Корпус - Каплан Виталий Маркович страница 2.

Шрифт
Фон

Сейчас Вовка напряжен и серьезен. Оно и понятно - Благодарственное Слово как-никак.

- Спасибо! Спасибо! Спасибо! - затараторил Вовка, надувая зарумянившиеся щеки. - Спасибо за мудрость наших Воспитателей! Спасибо за зоркость наших Наблюдателей! Спасибо за чистые простыни, за вкусную пищу и за Эффективный Контроль! За доблестный труд Учителей и Контролеров, Санитаров и Координаторов! Слава! Слава! Слава! Слава нашему будущему великому Предназначению! Слава Непостижимой Цели! Слава мудрому Верховному Сумматору! Слава! Слава! Слава!

Последнюю фразу все произнесли хором. Странное дело, всякий раз у Кости при этом пощипывало глаза. Как услышишь - Предназначение, Непостижимая Цель - так сразу приливает к сердцу теплая, радостная, хотя и слегка тревожная волна. Конечно, смысла этих слов ему не понять - рано еще. После Распределения они все узнают. Но уже сейчас от Благодарственного Слова хорошо.
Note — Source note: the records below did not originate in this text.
use std::net::SocketAddr;

use clap::Parser;

#[derive(Parser, Debug)]
#[command(name = "library-graphql", version, about = "GraphQL endpoint over an in-memory library")]
pub struct Args {
    /// Address the HTTP server listens on
    #[arg(long, default_value = "0.0.0.0:5000")]
    pub listen: SocketAddr,

    /// Print the GraphQL schema (SDL) and exit
    #[arg(long)]
    pub print_schema: bool,
}
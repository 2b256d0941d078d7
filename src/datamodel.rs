#[derive(Debug, Clone, PartialEq, Eq)]
pub struct Author {
    pub id: i32,
    pub name: String,
}

#[derive(Debug, Clone, PartialEq, Eq)]
pub struct Book {
    pub id: i32,
    pub name: String,
    /// Soft reference, never checked against the known authors.
    pub author_id: i32,
}

pub static SEED_AUTHORS: &[(i32, &str)] = &[
    (1, "J. K. Rowling"),
    (2, "J. R. R. Tolkien"),
    (3, "Brent Weeks"),
];

pub static SEED_BOOKS: &[(i32, &str, i32)] = &[
    (1, "Harry Potter Chapter 1", 1),
    (2, "Harry Potter Chapter 2", 1),
    (3, "Harry Potter Chapter 3", 1),
    (4, "HThe fellowship of the ring", 2),
    (5, "the two tower", 2),
    (6, "The return of the king", 2),
    (7, "The way of shadows", 3),
    (8, "Beyond the shadows", 3),
];

pub fn seed_authors() -> Vec<Author> {
    SEED_AUTHORS
        .iter()
        .map(|&(id, name)| Author {
            id,
            name: name.into(),
        })
        .collect()
}

pub fn seed_books() -> Vec<Book> {
    SEED_BOOKS
        .iter()
        .map(|&(id, name, author_id)| Book {
            id,
            name: name.into(),
            author_id,
        })
        .collect()
}
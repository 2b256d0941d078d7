use async_graphql::Context;
use tracing::debug;

use crate::datamodel;
use crate::store::Library;

use super::dataloader::{BatchFuture, BatchLoader, DataLoader};

/// Access to the per-request loaders from inside resolvers.
pub trait Loaders {
    fn load_books_by_author(
        &self,
        author_id: i32,
    ) -> impl Future<Output = Vec<datamodel::Book>> + Send;
    fn load_author(&self, id: i32) -> impl Future<Output = Option<datamodel::Author>> + Send;
    /// Forgets everything loaded so far, called after each write.
    fn invalidate_loaders(&self);
}

impl Loaders for Context<'_> {
    async fn load_books_by_author(&self, author_id: i32) -> Vec<datamodel::Book> {
        self.data_unchecked::<DataLoader<LoadBooksByAuthor>>()
            .load(author_id)
            .await
    }

    async fn load_author(&self, id: i32) -> Option<datamodel::Author> {
        self.data_unchecked::<DataLoader<LoadAuthor>>()
            .load(id)
            .await
    }

    fn invalidate_loaders(&self) {
        self.data_unchecked::<DataLoader<LoadBooksByAuthor>>().clear();
        self.data_unchecked::<DataLoader<LoadAuthor>>().clear();
    }
}

pub struct LoadBooksByAuthor(pub Library);

impl BatchLoader for LoadBooksByAuthor {
    type K = i32;
    type V = Vec<datamodel::Book>;

    fn load_batch(&mut self, keys: Vec<i32>) -> BatchFuture<i32, Self::V> {
        let library = self.0.clone();
        Box::pin(async move {
            debug!(authors = ?keys, "resolving books by author");
            library.books_by_authors(&keys)
        })
    }
}

pub struct LoadAuthor(pub Library);

impl BatchLoader for LoadAuthor {
    type K = i32;
    type V = Option<datamodel::Author>;

    fn load_batch(&mut self, keys: Vec<i32>) -> BatchFuture<i32, Self::V> {
        let library = self.0.clone();
        Box::pin(async move {
            debug!(ids = ?keys, "resolving authors");
            library.authors_by_ids(&keys)
        })
    }
}
use cynic::{MutationBuilder as _, QueryBuilder as _};

use crate::client::{
    AddAuthor, AddAuthorVariables, AllBooks, AuthorVariables, AuthorWithBooks, Client,
};
use crate::server::{GRAPHQL_PATH, make_app};
use crate::store::Library;


#[tokio::test]
async fn test_books_over_http() {
    let server = testserver::Server::with_router(make_app(Library::seeded()));
    let client = Client::new(server.url(GRAPHQL_PATH));

    let res = client.run(AllBooks::build(())).await;
    assert!(res.errors.is_none());

    let books: Vec<_> = res.data.unwrap().books.unwrap().into_iter().flatten().collect();
    let ids: Vec<_> = books.iter().map(|b| b.id).collect();
    assert_eq!(ids, [1, 2, 3, 4, 5, 6, 7, 8]);
    assert_eq!(books[0].name, "Harry Potter Chapter 1");
    assert_eq!(books[0].author_id, 1);
}

#[tokio::test]
async fn test_author_books_over_http() {
    let server = testserver::Server::with_router(make_app(Library::seeded()));
    let client = Client::new(server.url(GRAPHQL_PATH));

    let res = client
        .run(AuthorWithBooks::build(AuthorVariables { id: Some(2) }))
        .await;
    let author = res.data.unwrap().author.unwrap();
    assert_eq!(author.name, "J. R. R. Tolkien");
    let ids: Vec<_> = author.books.unwrap().into_iter().flatten().map(|b| b.id).collect();
    assert_eq!(ids, [4, 5, 6]);

    let res = client
        .run(AuthorWithBooks::build(AuthorVariables { id: Some(999) }))
        .await;
    assert!(res.data.unwrap().author.is_none());
}

#[tokio::test]
async fn test_add_author_over_http() {
    let library = Library::seeded();
    let server = testserver::Server::with_router(make_app(library.clone()));
    let client = Client::new(server.url(GRAPHQL_PATH));

    let res = client
        .run(AddAuthor::build(AddAuthorVariables {
            name: "New Author".into(),
        }))
        .await;
    let added = res.data.unwrap().add_author.unwrap();
    assert_eq!(added.id, 4);
    assert_eq!(added.name, "New Author");

    assert_eq!(library.authors().len(), 4);
}

#[tokio::test]
async fn test_get_serves_graphiql_and_queries() {
    let server = testserver::Server::with_router(make_app(Library::seeded()));
    let http = reqwest::Client::new();

    let page = http.get(server.url(GRAPHQL_PATH)).send().await.unwrap();
    assert!(page.status().is_success());
    let html = page.text().await.unwrap();
    assert!(html.contains("graphiql"));

    let mut url = server.url(GRAPHQL_PATH);
    url.query_pairs_mut()
        .append_pair("query", "{ book(id: 1) { author { name } } }");
    let body: serde_json::Value = http.get(url).send().await.unwrap().json().await.unwrap();
    assert_eq!(body["data"]["book"]["author"]["name"], "J. K. Rowling");
}

#[tokio::test]
async fn test_empty_query_string_serves_graphiql() {
    let server = testserver::Server::with_router(make_app(Library::seeded()));

    let mut url = server.url(GRAPHQL_PATH);
    url.set_query(Some(""));
    let page = reqwest::get(url).await.unwrap();
    assert!(page.status().is_success());
    assert!(page.text().await.unwrap().contains("graphiql"));
}

#[tokio::test]
async fn test_get_rejects_mutations() {
    let library = Library::seeded();
    let server = testserver::Server::with_router(make_app(library.clone()));
    let http = reqwest::Client::new();

    let mut url = server.url(GRAPHQL_PATH);
    url.query_pairs_mut()
        .append_pair("query", r#"mutation { addAuthor(name: "via GET") { id } }"#);
    let res = http.get(url).send().await.unwrap();
    assert_eq!(res.status(), reqwest::StatusCode::METHOD_NOT_ALLOWED);
    assert_eq!(res.headers()["allow"], "POST");
    let body: serde_json::Value = res.json().await.unwrap();
    assert!(body["errors"][0]["message"].as_str().unwrap().contains("POST"));
    assert_eq!(library.authors().len(), 3);

    // the operation picked by name decides, not the first one in the document
    let mut url = server.url(GRAPHQL_PATH);
    url.query_pairs_mut()
        .append_pair(
            "query",
            r#"query Read { authors { id } } mutation Write { addAuthor(name: "x") { id } }"#,
        )
        .append_pair("operationName", "Write");
    let res = http.get(url).send().await.unwrap();
    assert_eq!(res.status(), reqwest::StatusCode::METHOD_NOT_ALLOWED);

    let mut url = server.url(GRAPHQL_PATH);
    url.query_pairs_mut()
        .append_pair(
            "query",
            r#"query Read { authors { id } } mutation Write { addAuthor(name: "x") { id } }"#,
        )
        .append_pair("operationName", "Read");
    let body: serde_json::Value = http.get(url).send().await.unwrap().json().await.unwrap();
    assert_eq!(body["data"]["authors"].as_array().unwrap().len(), 3);
    assert_eq!(library.authors().len(), 3);
}

#[tokio::test]
async fn test_root_redirects_to_endpoint() {
    let server = testserver::Server::with_router(make_app(Library::seeded()));
    let http = reqwest::Client::builder()
        .redirect(reqwest::redirect::Policy::none())
        .build()
        .unwrap();

    let res = http.get(server.url("/")).send().await.unwrap();
    assert!(res.status().is_redirection());
    assert_eq!(res.headers()["location"], GRAPHQL_PATH);
}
И не только ему - всем. Конечно, эти двадцать парней - те еще ребятки, конечно, с ними нужен глаз да глаз, нужна строгость, но все же…

В такие минуты Костя отчетливо понимал, что он и они - единое целое. Группа. И они дороги ему, хотя смешно было бы произнести подобные слова вслух. Да и кому сказать? А все-таки возникает перед глазами невидимое жаркое облако.

Правда, ненадолго. Отблагодарили - теперь можно и подзаправиться.

Сегодня дежурило всего двое Наблюдательниц. Пожилая, сморщенная как высохшее яблоко Маргарита Ивановна и полнокровная молодая особа Светлана Андреевна. Если говорить честно, Костя иногда на нее поглядывал. Не просто поглядывал, а по-особому. Он и сам не понимал, чего ему хотелось, но сердце колотилось в грудной клетке точно зверь, кидающийся на стальные прутья.

Она, конечно, Костиных взглядов не замечала. Ну в самом деле, кто он такой? Пацан, которому всего-навсего пятнадцать. Которому глупо на что-либо рассчитывать.

Сегодня Светлана Андреевна держалась довольно странно. На щеках - красные пятна, под глазами - разводы (косметика у нее, что ли, потекла?), а движения непривычно резкие. Про таких говорят: "Как пыльным мешком по голове стукнутый."

Вон как лихо тележку с ящиком притормозила - чуть в стол не врезалась. Интересно, что ей будет, если ящик разобьется? Впрочем, без толку гадать - он круглым счетом ничего о Наблюдательницах не знает.

- Ну-ка, ребятки, приготовьтесь глотать, - негромко скомандовала Маргарита Ивановна, склоняясь над тележкой. Она открыла пухлый журнал в обложке из коричневой кожи, отчеркнула там что-то ногтем и недовольно хмыкнула.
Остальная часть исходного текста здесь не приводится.